Authorization: Bearer YOUR_API_KEY

Body

application/json
model
enum<string>
default:qwen-voice-design
required

Model name

Available options:
qwen-voice-design
Example:

"qwen-voice-design"

voice_prompt
string
required

A text description of the voice characteristics used to define the voice profile

Constraints:

  • Maximum 2048 characters
  • Supports Chinese and English only

Suggested dimensions:

  • Gender: male, female, neutral
  • Age: child (5-12), teen (13-18), young adult (19-35), middle-aged (36-55), senior (55+)
  • Pitch: high, medium, low
  • Pace: fast, moderate, slow
  • Emotion: cheerful, calm, gentle, serious, lively, composed
  • Character: magnetic, crisp, husky, mellow, sweet, deep
  • Use case: news broadcasting, commercial narration, audiobook, animation character, voice assistant

Example descriptions:

  • A calm middle-aged male with a slow pace, deep magnetic voice, suitable for news reading or documentary narration
  • A cute child voice, approximately an 8-year-old girl, slightly childlike speech, suitable for animated character dubbing
  • A gentle and intellectual female, around 30 years old, calm tone, suitable for audiobook narration
Maximum string length: 2048
Example:

"A calm middle-aged male news anchor with a deep, resonant voice, rich in magnetism, steady pace, and clear articulation"

preview_text
string
required

Preview text used to generate a sample audio clip

Constraints:

  • Maximum 1024 characters
  • Supports 10 languages: Chinese, English, Japanese, Korean, German, French, Italian, Russian, Portuguese, Spanish
  • Recommended to match the language field
Maximum string length: 1024
Example:

"Good evening, listeners.

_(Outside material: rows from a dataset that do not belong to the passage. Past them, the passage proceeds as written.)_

//! Database dialect implementations.
//!
//! Each dialect knows how to render DDL for the engine verbs on its
//! database. The trait carries ANSI-ish defaults; dialects override the
//! parts where their database differs.

mod mysql;
mod oracle;
mod postgres;
mod sqlite;

pub use mysql::MysqlDialect;
pub use oracle::OracleDialect;
pub use postgres::PostgresDialect;
pub use sqlite::SqliteDialect;

use crate::error::{MigrateError, Result};
use crate::operations::ColumnChanges;
use crate::schema::{Column, ColumnType, DefaultValue, Delta, ForeignKey, Index};

/// Trait for database-specific SQL generation.
pub trait MigrationDialect: Send + Sync {
    /// Returns the dialect name.
    fn name(&self) -> &'static str;

    /// Returns the SQL type for a column of the given semantic type.
    ///
    /// # Errors
    ///
    /// Returns [`MigrateError::Unsupported`] for types the database can't hold.
    fn type_name(&self, column: &Column, type_: &ColumnType) -> Result<String>;

    /// Renders an ALTER for the requested column changes.
    ///
    /// # Errors
    ///
    /// Returns [`MigrateError::Unsupported`] when the database can't express it.
    fn alter_column(
        &self,
        table: &str,
        column: &str,
        modify: &ColumnChanges,
        existing: &ColumnChanges,
    ) -> Result<Vec<String>>;

    /// Whether reference columns carry an inline `REFERENCES` clause.
    fn inline_references(&self) -> bool {
        true
    }

    /// Whether `CREATE INDEX ... WHERE` is available.
    fn supports_partial_indexes(&self) -> bool {
        true
    }

    /// Quote an identifier (table name, column name, etc.).
    fn quote_identifier(&self, name: &str) -> String {
        format!("\"{}\"", name)
    }

    /// Bind parameter marker for the `index`-th (1-based) parameter.
    fn placeholder(&self, _index: usize) -> String {
        "?".to_string()
    }

    /// Keyword used to add a column.
    fn add_column_keyword(&self) -> &'static str {
        "ADD COLUMN"
    }

    /// Renders a default value with the literal rules of the column type.
    fn default_literal(&self, value: &DefaultValue, type_: &ColumnType) -> String {
        match value {
            DefaultValue::Bool(b) if *type_ == ColumnType::Boolean => {
                String::from(if *b { "'T'" } else { "'F'" })
            }
            DefaultValue::Bool(b) => String::from(if *b { "1" } else { "0" }),
            DefaultValue::Integer(i) => i.to_string(),
            DefaultValue::Float(f) => f.to_string(),
            DefaultValue::String(s) => format!("'{}'", s.replace('\'', "''")),
            DefaultValue::Expression(expr) => expr.clone(),
        }
    }

    /// Generates column definition SQL.
    fn column_definition(&self, column: &Column) -> Result<String> {
        let type_ = column.column_type()?;
        let mut parts = vec![
            self.quote_identifier(&column.name),
            self.type_name(column, &type_)?,
        ];

        if !type_.is_id() {
            if let Some(default) = &column.default {
                parts.push(format!("DEFAULT {}", self.default_literal(default, &type_)));
            }
            if column.notnull {
                parts.push("NOT NULL".to_string());
            }
            if column.unique {
                parts.push("UNIQUE".to_string());
            }
        }

        if self.inline_references() {
            if let Some((table, field)) = type_.reference_target() {
                parts.push(format!(
                    "REFERENCES {} ({}) ON DELETE {}",
                    self.quote_identifier(table),
                    self.quote_identifier(field),
                    column.ondelete
                ));
            }
        }

        Ok(parts.join(" "))
    }

    /// Renders the named constraint backing a reference column.
    fn reference_constraint(&self, table: &str, column: &Column, target: (&str, &str)) -> String {
        format!(
            "CONSTRAINT {} FOREIGN KEY ({}) REFERENCES {} ({}) ON DELETE {}",
            self.quote_identifier(&format!("{}_{}__constraint", table, column.name)),
            self.quote_identifier(&column.name),
            self.quote_identifier(target.0),
            self.quote_identifier(target.1),
            column.ondelete
        )
    }

    /// Table-level constraints appended after the column definitions.
    fn table_constraints(&self, table: &str, columns: &[Column]) -> Result<Vec<String>> {
        if self.inline_references() {
            return Ok(Vec::new());
        }
        let mut constraints = Vec::new();
        for column in columns {
            let type_ = column.column_type()?;
            if let Some(target) = type_.reference_target() {
                constraints.push(self.reference_constraint(table, column, target));
            }
        }
        Ok(constraints)
    }

    /// Text appended after the closing parenthesis of CREATE TABLE.
    fn table_options(&self) -> &'static str {
        ""
    }

    /// Statements that follow CREATE TABLE.
    fn after_create_table(&self, _table: &str, _columns: &[Column]) -> Result<Vec<String>> {
        Ok(Vec::new())
    }

    /// Generates SQL for creating a table.
    fn create_table(&self, table: &str, columns: &[Column]) -> Result<Vec<String>> {
        let mut defs = columns
            .iter()
            .map(|c| self.column_definition(c))
            .collect::<Result<Vec<_>>>()?;
        defs.extend(self.table_constraints(table, columns)?);

        let mut sql = format!(
            "CREATE TABLE {} (\n  {}\n)",
            self.quote_identifier(table),
            defs.join(",\n  ")
        );
        sql.push_str(self.table_options());

        let mut statements = vec![sql];
        statements.extend(self.after_create_table(table, columns)?);
        Ok(statements)
    }

    /// Generates SQL for dropping a table.
    fn drop_table(&self, table: &str) -> Vec<String> {
        vec![format!("DROP TABLE {}", self.quote_identifier(table))]
    }

    /// Generates SQL for adding a column.
    fn add_column(&self, table: &str, column: &Column) -> Result<Vec<String>> {
        let mut statements = vec![format!(
            "ALTER TABLE {} {} {}",
            self.quote_identifier(table),
            self.add_column_keyword(),
            self.column_definition(column)?
        )];
        if !self.inline_references() {
            if let Some(target) = column.column_type()?.reference_target() {
                statements.push(format!(
                    "ALTER TABLE {} ADD {}",
                    self.quote_identifier(table),
                    self.reference_constraint(table, column, target)
                ));
            }
        }
        Ok(statements)
    }

    /// Generates SQL for dropping a column.
    fn drop_column(&self, table: &str, column: &str) -> Vec<String> {
        vec![format!(
            "ALTER TABLE {} DROP COLUMN {}",
            self.quote_identifier(table),
            self.quote_identifier(column)
        )]
    }

    /// Renders one indexed expression.
    fn index_expression(&self, expression: &str) -> String {
        expression.to_string()
    }

    /// Generates SQL for creating an index.
    fn create_index(&self, index: &Index) -> Result<String> {
        let mut sql = String::from("CREATE ");
        if index.unique {
            sql.push_str("UNIQUE ");
        }
        sql.push_str("INDEX ");
        sql.push_str(&self.quote_identifier(&index.name));
        sql.push_str(" ON ");
        sql.push_str(&self.quote_identifier(&index.table));
        sql.push_str(" (");

        let parts: Vec<String> = index
            .fields
            .iter()
            .map(|f| self.quote_identifier(f))
            .chain(index.expressions.iter().map(|e| self.index_expression(e)))
            .collect();
        sql.push_str(&parts.join(", "));
        sql.push(')');

        if let Some(predicate) = &index.where_clause {
            if !self.supports_partial_indexes() {
                return Err(MigrateError::Unsupported(format!(
                    "{} has no partial indexes (index '{}')",
                    self.name(),
                    index.name
                )));
            }
            sql.push_str(" WHERE ");
            sql.push_str(predicate);
        }

        Ok(sql)
    }

    /// Generates SQL for dropping an index.
    fn drop_index(&self, _table: &str, name: &str) -> String {
        format!("DROP INDEX {}", self.quote_identifier(name))
    }

    /// Generates SQL for adding a foreign key constraint.
    fn create_foreign_key(&self, fk: &ForeignKey) -> Result<String> {
        let quote_all = |names: &[String]| {
            names
                .iter()
                .map(|n| self.quote_identifier(n))
                .collect::<Vec<_>>()
                .join(", ")
        };
        let mut sql = format!(
            "ALTER TABLE {} ADD CONSTRAINT {} FOREIGN KEY ({}) REFERENCES {} ({})",
            self.quote_identifier(&fk.table),
            self.quote_identifier(&fk.name),
            quote_all(&fk.columns),
            self.quote_identifier(&fk.foreign_table),
            quote_all(&fk.foreign_columns)
        );
        if let Some(action) = &fk.on_delete {
            sql.push_str(" ON DELETE ");
            sql.push_str(action);
        }
        Ok(sql)
    }

    /// Generates SQL for dropping a foreign key constraint.
    fn drop_foreign_key(&self, table: &str, name: &str) -> Result<String> {
        Ok(format!(
            "ALTER TABLE {} DROP CONSTRAINT {}",
            self.quote_identifier(table),
            self.quote_identifier(name)
        ))
    }
}

/// Picks a dialect from the scheme of a database URL.
///
/// A bare scheme such as `postgres` is accepted too.
///
/// # Errors
///
/// Returns [`MigrateError::Unsupported`] for unknown schemes.
pub fn dialect_for_url(url: &str, postgis: bool) -> Result<Box<dyn MigrationDialect>> {
    let scheme = url.split(':').next().unwrap_or_default();
    match scheme {
        "sqlite" => Ok(Box::new(SqliteDialect::new())),
        "postgres" | "postgresql" => Ok(Box::new(PostgresDialect::new().with_postgis(postgis))),
        "mysql" | "mariadb" => Ok(Box::new(MysqlDialect::new())),
        "oracle" => Ok(Box::new(OracleDialect::new())),
        _ => Err(MigrateError::Unsupported(format!(
            "no dialect for database URL scheme '{}'",
            scheme
        ))),
    }
}

/// Length a column is rendered with.
pub(crate) fn effective_length(column: &Column, type_: &ColumnType) -> Option<u32> {
    column.length.or_else(|| type_.default_length())
}

/// Fails when an alteration would change the type of a reference column.
pub(crate) fn ensure_reference_type_kept(
    table: &str,
    column: &str,
    modify: &ColumnChanges,
    existing: &ColumnChanges,
) -> Result<()> {
    let Some(new_type) = &modify.type_ else {
        return Ok(());
    };
    let is_reference = |t: &str| ColumnType::parse(t).is_ok_and(|t| t.is_reference());
    if is_reference(new_type.as_str()) || existing.type_.as_deref().is_some_and(is_reference) {
        return Err(MigrateError::Unsupported(format!(
            "changing the type of reference column '{}.{}'",
            table, column
        )));
    }
    Ok(())
}

fn pick<'a, T>(modify: &'a Delta<T>, existing: &'a Delta<T>) -> Option<&'a T> {
    modify.resolved().or_else(|| existing.resolved()).flatten()
}

/// The column as it looks after the alteration.
///
/// # Errors
///
/// Returns [`MigrateError::Unsupported`] when neither side knows the type.
pub(crate) fn altered_column(
    table: &str,
    column: &str,
    modify: &ColumnChanges,
    existing: &ColumnChanges,
) -> Result<Column> {
    let type_ = modify
        .type_
        .as_ref()
        .or(existing.type_.as_ref())
        .ok_or_else(|| {
            MigrateError::Unsupported(format!(
                "altering '{}.{}' without knowing its type",
                table, column
            ))
        })?;
    let mut altered = Column::new(column, type_.clone());
    altered.length = pick(&modify.length, &existing.length).copied();
    altered.notnull = modify.notnull.or(existing.notnull).unwrap_or(false);
    altered.default = pick(&modify.default, &existing.default).cloned();
    Ok(altered)
}

/// Best known type of an altered column, for rendering default literals.
pub(crate) fn literal_type(modify: &ColumnChanges, existing: &ColumnChanges) -> ColumnType {
    modify
        .type_
        .as_ref()
        .or(existing.type_.as_ref())
        .and_then(|t| ColumnType::parse(t).ok())
        .unwrap_or(ColumnType::Text)
}

#[cfg(test)]
mod tests {
    use super::*;

    #[test]
    fn test_dialect_for_url() {
        assert_eq!(dialect_for_url("sqlite::memory:", false).unwrap().name(), "sqlite");
        assert_eq!(
            dialect_for_url("postgres://localhost/db", true).unwrap().name(),
            "postgres"
        );
        assert_eq!(dialect_for_url("mysql://root@localhost/db", false).unwrap().name(), "mysql");
        assert_eq!(dialect_for_url("oracle://scott@db", false).unwrap().name(), "oracle");
        assert!(matches!(
            dialect_for_url("mssql://db", false),
            Err(MigrateError::Unsupported(_))
        ));
    }

    #[test]
    fn test_default_literals() {
        let dialect = SqliteDialect::new();
        assert_eq!(
            dialect.default_literal(&DefaultValue::Bool(true), &ColumnType::Boolean),
            "'T'"
        );
        assert_eq!(
            dialect.default_literal(&DefaultValue::Bool(false), &ColumnType::Integer),
            "0"
        );
        assert_eq!(
            dialect.default_literal(&DefaultValue::String("it's".to_string()), &ColumnType::String),
            "'it''s'"
        );
        assert_eq!(
            dialect.default_literal(
                &DefaultValue::Expression("CURRENT_TIMESTAMP".to_string()),
                &ColumnType::DateTime
            ),
            "CURRENT_TIMESTAMP"
        );
    }

    #[test]
    fn test_reference_type_change_is_unsupported() {
        let existing = ColumnChanges::of_column(&Column::new("owner", "reference users"));
        let modify = ColumnChanges::new().set_type("integer");
        assert!(matches!(
            ensure_reference_type_kept("things", "owner", &modify, &existing),
            Err(MigrateError::Unsupported(_))
        ));
        let modify = ColumnChanges::new().set_notnull(true);
        assert!(ensure_reference_type_kept("things", "owner", &modify, &existing).is_ok());
    }

    #[test]
    fn test_altered_column_merges_sides() {
        let existing = ColumnChanges::of_column(
            &Column::new("name", "string")
                .length(32)
                .default(DefaultValue::String("x".to_string())),
        );
        let modify = ColumnChanges::new().set_notnull(true).set_default(None);
        let altered = altered_column("t", "name", &modify, &existing).unwrap();
        assert_eq!(altered.type_, "string");
        assert_eq!(altered.length, Some(32));
        assert!(altered.notnull);
        assert_eq!(altered.default, None);

        let unknown = altered_column("t", "name", &modify, &ColumnChanges::new());
        assert!(matches!(unknown, Err(MigrateError::Unsupported(_))));
    }
}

Welcome to the evening news broadcast."

preferred_name
string
required

Voice name prefix

Constraints:

  • Only digits, English letters, and underscores
  • No more than 16 characters

The generated full voice name format: qwen-tts-vd-{preferred_name}-voice-{timestamp}

For example, passing announcer results in a voice name like: qwen-tts-vd-announcer-voice-20260402-a1b2

Maximum string length: 16
Pattern: ^[a-zA-Z0-9_]+$
Example:

"announcer"

language
enum<string>

Language preference for the voice profile; recommended to match preview_text

Defaults to zh if not provided

Available options:
zh,
en,
ja,
ko,
de,
fr,
it,
ru,
pt,
es
Example:

"zh"

sample_rate
enum<integer>

Preview audio sample rate (Hz)

Defaults to 24000 if not provided

Available options:
8000,
16000,
24000,
48000
Example:

24000

response_format
enum<string>

Preview audio format

Defaults to wav if not provided

Available options:
pcm,
wav,
mp3,
opus
Example:

"wav"

target_model
enum<string>
default:qwen3-tts-vd-2026-01-26

The TTS model that will drive the created voice

Important: The target_model specified when creating the voice must match the model used in subsequent speech synthesis; otherwise synthesis will fail

ValueDescription
qwen3-tts-vd-2026-01-26Qwen3-TTS-VD non-streaming (default)
qwen3-tts-vd-realtime-2026-01-15Qwen3-TTS-VD-Realtime bidirectional streaming (new)
qwen3-tts-vd-realtime-2025-12-16Qwen3-TTS-VD-Realtime bidirectional streaming (legacy)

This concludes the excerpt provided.